My Hysterical Performance

I’m a teacher and a woman, so I’m open to passionate conversations. I teach with intensity and focus. This week’s #moocmooc discussion relates to feminist perspectives in critical pedagogies. Nick Kearney’s comment to Lee Skallerup Bessette’s blog post Pedagogies of Care: A #MoocMooc Post has me responding with passion.

Nick writes “Passion is often related to emotion in opposition of ‘rationality’, but is it not more about intensity of focus, and the honouring of presence?”  The age-old patriarchal view of feminine ‘hysteria’ as an emotional over-reaction to events, issues or circumstances jumped to mind. Is passion a feminist domain? Do passionate teachers reveal themselves to be feminist in nature?  I’d like to think that it is more an intensity and an honouring of our true selves than hysterical response. Many male teaching counterparts who express themselves and explore issues are not automatically deemed ‘hysterical’. Rather they are seen as ‘manning-up’.

Ballet Preparations

Ballet Preparations, Flickr CC

As bell hooks revealed “teaching is a performative act”. Where would the performance be if passion is not revealed, intensity not exposed or emotional involvement not be encouraged. It is in the performance of teaching that the true self is revealed. Teachers (professors) become vulnerable from the ‘stage’ upon which they stand and express their topics, viewpoints, or focus. Yet this is a necessary “catalyst that calls everyone to become more engaged, become active participants in learning” (bell hooks). As a passionate educator, I reveal to my students the interest, opportunity and liberating learning from my perspective, exposing myself to them as a model. Empowering my students comes from my ‘honouring of presence’ with them, with the subject matter and with my ‘self’. This liberation creates a moment in which we can all turn and shift the focus from self to that of others or the subject matter, thus being free to learn.

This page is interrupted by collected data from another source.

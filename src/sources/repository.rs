//! Repository listing adapter
//!
//! A repository root page becomes one container record whose `pages` are the
//! host-relative anchors found on it. With `child-titles` enabled each child
//! page is also fetched for its `<title>`, and children that fail to load are
//! dropped from the listing.

use crate::config::RepositoryConfig;
use crate::crawler::{extract_relative_links, fetch_text, parse_page_metadata};
use crate::sources::{FetchOutcome, Skip, SourceAdapter, SourceKind};
use crate::storage::{ChildPage, PageRecord};
use futures::stream::{self, LocalBoxStream, StreamExt};
use reqwest::Client;
use url::Url;

/// Adapter for repository directory listings
#[derive(Debug, Clone)]
pub struct RepositoryAdapter {
    client: Client,
    host_root: Url,
    child_titles: bool,
    descendants_only: bool,
}

impl RepositoryAdapter {
    pub fn new(client: Client, config: &RepositoryConfig) -> Result<Self, url::ParseError> {
        Ok(Self {
            client,
            host_root: Url::parse(&config.host_root)?,
            child_titles: config.child_titles,
            descendants_only: config.descendants_only,
        })
    }

    async fn fetch_listing(&self, repository_url: &str) -> FetchOutcome {
        let body = match fetch_text(&self.client, repository_url).await {
            Ok(body) => body,
            Err(failure) => return Skip::new(repository_url, failure.into()).into(),
        };

        let scope = if self.descendants_only {
            Url::parse(repository_url)
                .ok()
                .map(|url| url.path().to_string())
        } else {
            None
        };

        let links = extract_relative_links(&body, &self.host_root, scope.as_deref());
        tracing::debug!("{} lists {} child links", repository_url, links.len());

        let pages = if self.child_titles {
            self.fetch_child_titles(links).await
        } else {
            links.into_iter().map(ChildPage::new).collect()
        };

        FetchOutcome::Fetched(PageRecord::container(repository_url, pages))
    }

    async fn fetch_child_titles(&self, links: Vec<String>) -> Vec<ChildPage> {
        let mut pages = Vec::with_capacity(links.len());

        for link in links {
            match fetch_text(&self.client, &link).await {
                Ok(body) => {
                    let title = parse_page_metadata(&body).title;
                    pages.push(ChildPage { link, title });
                }
                Err(failure) => {
                    tracing::warn!("Dropping child {}: {}", link, failure);
                }
            }
        }

        pages
    }
}

impl SourceAdapter for RepositoryAdapter {
    fn kind(&self) -> SourceKind {
        SourceKind::Repository
    }

    fn fetch<'a>(&'a self, source_url: &'a str) -> LocalBoxStream<'a, FetchOutcome> {
        stream::once(self.fetch_listing(source_url)).boxed_local()
    }
}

Bell hooks’ statement “education is the practice of freedom” resonates and connects to this notion of passion. By intensely focusing and honouring the presence of self and others within the learning space, we become free to speak. Deeply listening and illuminating our true self will free us from boundaries set by stereotypes (gender, race, positions), oppressive ideals, or hierarchies of thought.  Are these feminist ideals? Perhaps! But maybe it’s my hysteria showing!


bell hooks. (1994). Teaching to transgression: Education as the practice of freedom.

Skallerup Bessette, L. (Jan. 26, 2015). Pedagogies of Care: A #MoocMooc post.